TASK TO CARRY OUT
Copy verbatim the block of lines in the entries below whose first line contains "use super::*;" and whose last line contains "moved.emit(5);". Leave out all other lines.

Saved entries:

....

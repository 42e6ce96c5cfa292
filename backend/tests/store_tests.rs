//! PostgreSQL advisory store tests
//!
//! Need a disposable database: set `DATABASE_URL` and run with
//! `cargo test --test store_tests -- --ignored`.
//! - one row per list item, in order
//! - rollback of every row when one insert fails
//! - NULL readings for soil uploads without coordinates

use chrono::Utc;
use sqlx::{postgres::PgPoolOptions, PgPool};
use uuid::Uuid;

use agri_advisor_backend::error::AppError;
use agri_advisor_backend::services::{
    AdvisoryRecord, AdvisoryStore, PgAdvisoryStore, SimulatedReadingProvider,
};
use shared::{
    AdvisoryParams, AdvisoryResult, CropParams, CropRecommendation, CropRecommendationSet,
    GpsCoordinates, ResultSource, SoilClassification, SoilImageParams,
};

async fn pool() -> PgPool {
    let url = std::env::var("DATABASE_URL").expect("DATABASE_URL must be set");
    let pool = PgPoolOptions::new()
        .max_connections(2)
        .connect(&url)
        .await
        .unwrap();
    sqlx::migrate!("./migrations").run(&pool).await.unwrap();
    pool
}

/// Insert a user owning one farm
async fn seed_farm(pool: &PgPool) -> (Uuid, Uuid) {
    let (user_id, farm_id) = (Uuid::new_v4(), Uuid::new_v4());
    sqlx::query("INSERT INTO users (id, email, full_name) VALUES ($1, $2, 'Store Test')")
        .bind(user_id)
        .bind(format!("{}@example.test", user_id))
        .execute(pool)
        .await
        .unwrap();
    sqlx::query("INSERT INTO farms (id, owner_id, name) VALUES ($1, $2, 'Test Farm')")
        .bind(farm_id)
        .bind(user_id)
        .execute(pool)
        .await
        .unwrap();
    (user_id, farm_id)
}

fn crop(name: &str, score: f64) -> CropRecommendation {
    CropRecommendation {
        crop_name: name.to_string(),
        reasoning: format!("{} suits the soil.", name),
        suitability_score: score,
    }
}

fn crop_record(
    user_id: Uuid,
    farm_id: Uuid,
    recommendations: Vec<CropRecommendation>,
) -> AdvisoryRecord {
    let location = GpsCoordinates::new(-15.4, 28.3);
    AdvisoryRecord {
        farm_id,
        user_id,
        params: AdvisoryParams::CropRecommendation(CropParams {
            soil_type: "Loamy Soil".to_string(),
        }),
        readings: Some(SimulatedReadingProvider::simulate(location, Utc::now().date_naive())),
        result: AdvisoryResult::CropRecommendation(CropRecommendationSet { recommendations }),
        source: ResultSource::Model,
        prompt_sha256: "a".repeat(64),
        created_at: Utc::now(),
    }
}

async fn crop_rows(pool: &PgPool, farm_id: Uuid) -> Vec<(String, i32)> {
    sqlx::query_as::<_, (String, i32)>(
        "SELECT crop_name, item_index FROM crop_recommendations WHERE farm_id = $1 ORDER BY item_index",
    )
    .bind(farm_id)
    .fetch_all(pool)
    .await
    .unwrap()
}

#[tokio::test]
#[ignore]
async fn test_crop_set_fans_out_one_row_per_item() {
    let pool = pool().await;
    let (user_id, farm_id) = seed_farm(&pool).await;
    let store = PgAdvisoryStore::new(pool.clone());

    let record = crop_record(
        user_id,
        farm_id,
        vec![crop("Maize", 0.95), crop("Sorghum", 0.88), crop("Groundnuts", 0.8)],
    );
    store.save(&record).await.unwrap();

    let rows = crop_rows(&pool, farm_id).await;
    assert_eq!(
        rows,
        vec![
            ("Maize".to_string(), 0),
            ("Sorghum".to_string(), 1),
            ("Groundnuts".to_string(), 2)
        ]
    );

    let digests: Vec<String> = sqlx::query_scalar(
        "SELECT prompt_sha256 FROM crop_recommendations WHERE farm_id = $1",
    )
    .bind(farm_id)
    .fetch_all(&pool)
    .await
    .unwrap();
    assert!(digests.iter().all(|d| d == &record.prompt_sha256));
}

#[tokio::test]
#[ignore]
async fn test_failed_insert_rolls_back_whole_result() {
    let pool = pool().await;
    let (user_id, farm_id) = seed_farm(&pool).await;
    let store = PgAdvisoryStore::new(pool.clone());

    // The second row violates the suitability_score check
    let record = crop_record(
        user_id,
        farm_id,
        vec![crop("Maize", 0.95), crop("Sorghum", 1.5), crop("Cassava", 0.7)],
    );
    let err = store.save(&record).await.unwrap_err();

    assert!(matches!(err, AppError::Persistence(_)));
    assert!(crop_rows(&pool, farm_id).await.is_empty());
}

#[tokio::test]
#[ignore]
async fn test_soil_without_location_stores_null_readings() {
    let pool = pool().await;
    let (user_id, farm_id) = seed_farm(&pool).await;
    let store = PgAdvisoryStore::new(pool.clone());

    let record = AdvisoryRecord {
        farm_id,
        user_id,
        params: AdvisoryParams::SoilClassification(SoilImageParams {
            image_filename: "plot-7.jpg".to_string(),
        }),
        readings: None,
        result: AdvisoryResult::SoilClassification(SoilClassification {
            soil_type: "Unknown".to_string(),
            confidence: 0.0,
            message: "Could not parse API response.".to_string(),
        }),
        source: ResultSource::ExtractionFallback,
        prompt_sha256: "b".repeat(64),
        created_at: Utc::now(),
    };
    store.save(&record).await.unwrap();

    let (readings_missing, message): (bool, String) = sqlx::query_as(
        "SELECT readings IS NULL, message FROM soil_analyses WHERE farm_id = $1",
    )
    .bind(farm_id)
    .fetch_one(&pool)
    .await
    .unwrap();
    assert!(readings_missing);
    assert_eq!(message, "Could not parse API response.");
}
//! Change notification for the tree grid engines.
//!
//! Every engine announces its changes through a [`Signal`]. Listeners are
//! closures that run synchronously on the thread calling
//! [`emit`](Signal::emit). [`SlotPriority::High`] listeners run first, then
//! the rest; within one priority, listeners run in the order they were
//! connected.
//!
//! - [`Signal<Args>`] - a list of listeners for one kind of change
//! - [`ConnectionId`] - handle for detaching a listener again
//! - [`SlotPriority`] - which listeners see a change first
//!
//! # Re-entrancy
//!
//! Slots are invoked without holding the connection lock. A slot may connect,
//! disconnect, or emit on the same signal while it runs. Connections made
//! during an emission are not invoked by that emission, and a slot that is
//! disconnected mid-emission is skipped if it has not run yet.
//!
//! # Example
//!
//! ```
//! use horizon_treegrid_core::Signal;
//!
//! let expanded = Signal::<String>::new();
//!
//! let id = expanded.connect(|label| {
//!     println!("expanded {}", label);
//! });
//!
//! expanded.emit("Documents".to_string());
//! assert!(expanded.disconnect(id));
//! ```

use std::sync::Arc;

use parking_lot::Mutex;
use slotmap::{SlotMap, new_key_type};

use crate::logging::targets;

new_key_type! {
    /// Identifies one listener on one [`Signal`].
    ///
    /// Engines keep these to detach from the lists they observe once the
    /// observed level is disposed.
    pub struct ConnectionId;
}

type Slot<Args> = Arc<dyn Fn(&Args) + Send + Sync>;

/// Which listeners of a signal run first.
///
/// State that other listeners derive from (a selection that follows source
/// indices, say) connects at `High` so it is up to date before anyone reacts
/// to the change.
#[derive(Debug, Clone, Copy, PartialEq, Eq, PartialOrd, Ord, Hash, Default)]
pub enum SlotPriority {
    /// Runs after every `High` listener.
    #[default]
    Normal,
    /// Runs before every `Normal` listener.
    High,
}

struct Connection<Args> {
    slot: Slot<Args>,
    priority: SlotPriority,
    sequence: u64,
}

struct Slots<Args> {
    connections: SlotMap<ConnectionId, Connection<Args>>,
    next_sequence: u64,
}

/// Listeners for one kind of change, invoked with `&Args`.
///
/// `Signal` is `Send + Sync`; slots run on whichever thread emits.
pub struct Signal<Args> {
    slots: Mutex<Slots<Args>>,
}

impl<Args: Send + 'static> Default for Signal<Args> {
    fn default() -> Self {
        Self::new()
    }
}

impl<Args> std::fmt::Debug for Signal<Args> {
    fn fmt(&self, f: &mut std::fmt::Formatter<'_>) -> std::fmt::Result {
        f.debug_struct("Signal")
            .field("slots", &self.slots.lock().connections.len())
            .finish()
    }
}

impl<Args: Send + 'static> Signal<Args> {
    /// A signal nobody listens to yet.
    pub fn new() -> Self {
        Self {
            slots: Mutex::new(Slots {
                connections: SlotMap::with_key(),
                next_sequence: 0,
            }),
        }
    }

    /// Adds a listener and returns the handle that detaches it.
    ///
    /// ```
    /// use horizon_treegrid_core::Signal;
    ///
    /// let inserted = Signal::<usize>::new();
    /// let id = inserted.connect(|index| println!("row {} inserted", index));
    /// inserted.emit(7);
    /// inserted.disconnect(id);
    /// ```
    pub fn connect<F>(&self, slot: F) -> ConnectionId
    where
        F: Fn(&Args) + Send + Sync + 'static,
    {
        self.connect_with_priority(slot, SlotPriority::Normal)
    }

    /// Adds a listener that runs with `priority`.
    pub fn connect_with_priority<F>(&self, slot: F, priority: SlotPriority) -> ConnectionId
    where
        F: Fn(&Args) + Send + Sync + 'static,
    {
        let mut slots = self.slots.lock();
        let sequence = slots.next_sequence;
        slots.next_sequence += 1;
        slots.connections.insert(Connection {
            slot: Arc::new(slot),
            priority,
            sequence,
        })
    }

    /// Detaches the listener `id`. Returns `false` if it was already gone.
    pub fn disconnect(&self, id: ConnectionId) -> bool {
        self.slots.lock().connections.remove(id).is_some()
    }

    /// Detaches every listener.
    pub fn disconnect_all(&self) {
        self.slots.lock().connections.clear();
    }

    /// Number of attached listeners.
    pub fn connection_count(&self) -> usize {
        self.slots.lock().connections.len()
    }

    /// Returns `true` while `id` is attached.
    pub fn is_connected(&self, id: ConnectionId) -> bool {
        self.slots.lock().connections.contains_key(id)
    }

    /// Runs every attached listener with `args`.
    #[tracing::instrument(skip_all, target = "horizon_treegrid_core::signal", level = "trace")]
    pub fn emit(&self, args: Args) {
        let mut snapshot: Vec<(SlotPriority, u64, ConnectionId, Slot<Args>)> = self
            .slots
            .lock()
            .connections
            .iter()
            .map(|(id, c)| (c.priority, c.sequence, id, Arc::clone(&c.slot)))
            .collect();
        if snapshot.is_empty() {
            return;
        }
        // Freed slot map entries are reused, so iteration order is not
        // connection order.
        snapshot.sort_unstable_by_key(|(priority, sequence, _, _)| (std::cmp::Reverse(*priority), *sequence));
        tracing::trace!(target: targets::SIGNAL, listeners = snapshot.len(), "emit");

        for (_, _, id, slot) in snapshot {
            // Detached by an earlier listener of this emission.
            if !self.is_connected(id) {
                continue;
            }
            slot(&args);
        }
    }
}

static_assertions::assert_impl_all!(Signal<()>: Send, Sync);
static_assertions::assert_impl_all!(Signal<Vec<usize>>: Send, Sync);

#[cfg(test)]
mod tests {
    use super::*;
    use std::sync::atomic::{AtomicBool, AtomicUsize, Ordering};

    fn recorder<T: Clone + Send + 'static>(signal: &Signal<T>) -> (ConnectionId, Arc<Mutex<Vec<T>>>) {
        let seen = Arc::new(Mutex::new(Vec::new()));
        let sink = seen.clone();
        let id = signal.connect(move |value: &T| sink.lock().push(value.clone()));
        (id, seen)
    }

    #[test]
    fn test_emit_reaches_listener() {
        let removed = Signal::<(usize, usize)>::new();
        let (_, seen) = recorder(&removed);

        removed.emit((3, 2));
        removed.emit((0, 1));
        assert_eq!(*seen.lock(), vec![(3, 2), (0, 1)]);
    }

    #[test]
    fn test_disconnected_listener_stays_silent() {
        let moved = Signal::<usize>::new();
        let (id, seen) = recorder(&moved);

        moved.emit(4);
        assert!(moved.disconnect(id));
        assert!(!moved.disconnect(id));
        assert!(!moved.is_connected(id));
        moved.emit(5);
        assert_eq!(*seen.lock(), vec![4]);
    }

    #[test]
    fn test_slots_run_in_connection_order() {
        let signal = Signal::<()>::new();
        let order = Arc::new(Mutex::new(Vec::new()));

        for n in 0..3 {
            let order = order.clone();
            signal.connect(move |_| order.lock().push(n));
        }

        assert_eq!(signal.connection_count(), 3);
        signal.emit(());
        assert_eq!(*order.lock(), vec![0, 1, 2]);
    }

    #[test]
    fn test_reconnect_after_disconnect_runs_last() {
        let signal = Signal::<()>::new();
        let order = Arc::new(Mutex::new(Vec::new()));
        let push = |n: u32| {
            let order = order.clone();
            move |_: &()| order.lock().push(n)
        };

        let first = signal.connect(push(0));
        signal.connect(push(1));
        signal.disconnect(first);
        signal.connect(push(2));

        signal.emit(());
        assert_eq!(*order.lock(), vec![1, 2]);
    }

    #[test]
    fn test_high_priority_runs_first() {
        let signal = Signal::<()>::new();
        let order = Arc::new(Mutex::new(Vec::new()));
        let priorities = [
            SlotPriority::Normal,
            SlotPriority::High,
            SlotPriority::Normal,
            SlotPriority::High,
        ];
        for (n, priority) in priorities.into_iter().enumerate() {
            let order = order.clone();
            signal.connect_with_priority(move |_| order.lock().push(n), priority);
        }

        signal.emit(());
        assert_eq!(*order.lock(), vec![1, 3, 0, 2]);
    }

    #[test]
    fn test_disconnect_all_detaches_levels() {
        let changed = Signal::<String>::new();
        let ids: Vec<_> = (0..4).map(|_| recorder(&changed).0).collect();

        changed.disconnect_all();
        assert_eq!(changed.connection_count(), 0);
        assert!(ids.iter().all(|id| !changed.is_connected(*id)));
    }

    #[test]
    fn test_reentrant_emit_from_slot() {
        let signal = Arc::new(Signal::<u32>::new());
        let received = Arc::new(Mutex::new(Vec::new()));

        let weak = Arc::downgrade(&signal);
        let received_clone = received.clone();
        signal.connect(move |&value| {
            received_clone.lock().push(value);
            if value > 0 {
                if let Some(signal) = weak.upgrade() {
                    signal.emit(value - 1);
                }
            }
        });

        signal.emit(2);
        assert_eq!(*received.lock(), vec![2, 1, 0]);
    }

    #[test]
    fn test_disconnect_during_emit_skips_later_slot() {
        let signal = Arc::new(Signal::<()>::new());
        let calls = Arc::new(AtomicUsize::new(0));
        let victim = Arc::new(Mutex::new(None::<ConnectionId>));

        let weak = Arc::downgrade(&signal);
        let victim_clone = victim.clone();
        signal.connect(move |_| {
            if let (Some(signal), Some(id)) = (weak.upgrade(), *victim_clone.lock()) {
                signal.disconnect(id);
            }
        });

        let calls_clone = calls.clone();
        let id = signal.connect(move |_| {
            calls_clone.fetch_add(1, Ordering::SeqCst);
        });
        *victim.lock() = Some(id);

        signal.emit(());
        assert_eq!(calls.load(Ordering::SeqCst), 0);
        assert_eq!(signal.connection_count(), 1);
    }

    #[test]
    fn test_connect_during_emit_not_invoked_until_next_emit() {
        let signal = Arc::new(Signal::<()>::new());
        let late_calls = Arc::new(AtomicUsize::new(0));

        let weak = Arc::downgrade(&signal);
        let late_clone = late_calls.clone();
        let connected = Arc::new(AtomicBool::new(false));
        signal.connect(move |_| {
            if connected.swap(true, Ordering::SeqCst) {
                return;
            }
            if let Some(signal) = weak.upgrade() {
                let late = late_clone.clone();
                signal.connect(move |_| {
                    late.fetch_add(1, Ordering::SeqCst);
                });
            }
        });

        signal.emit(());
        assert_eq!(late_calls.load(Ordering::SeqCst), 0);
        signal.emit(());
        assert_eq!(late_calls.load(Ordering::SeqCst), 1);
    }
}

....

RESULT FOR THIS EXERCISE
    use super::*;
    use std::sync::atomic::{AtomicBool, AtomicUsize, Ordering};

    fn recorder<T: Clone + Send + 'static>(signal: &Signal<T>) -> (ConnectionId, Arc<Mutex<Vec<T>>>) {
        let seen = Arc::new(Mutex::new(Vec::new()));
        let sink = seen.clone();
        let id = signal.connect(move |value: &T| sink.lock().push(value.clone()));
        (id, seen)
    }

    #[test]
    fn test_emit_reaches_listener() {
        let removed = Signal::<(usize, usize)>::new();
        let (_, seen) = recorder(&removed);

        removed.emit((3, 2));
        removed.emit((0, 1));
        assert_eq!(*seen.lock(), vec![(3, 2), (0, 1)]);
    }

    #[test]
    fn test_disconnected_listener_stays_silent() {
        let moved = Signal::<usize>::new();
        let (id, seen) = recorder(&moved);

        moved.emit(4);
        assert!(moved.disconnect(id));
        assert!(!moved.disconnect(id));
        assert!(!moved.is_connected(id));
        moved.emit(5);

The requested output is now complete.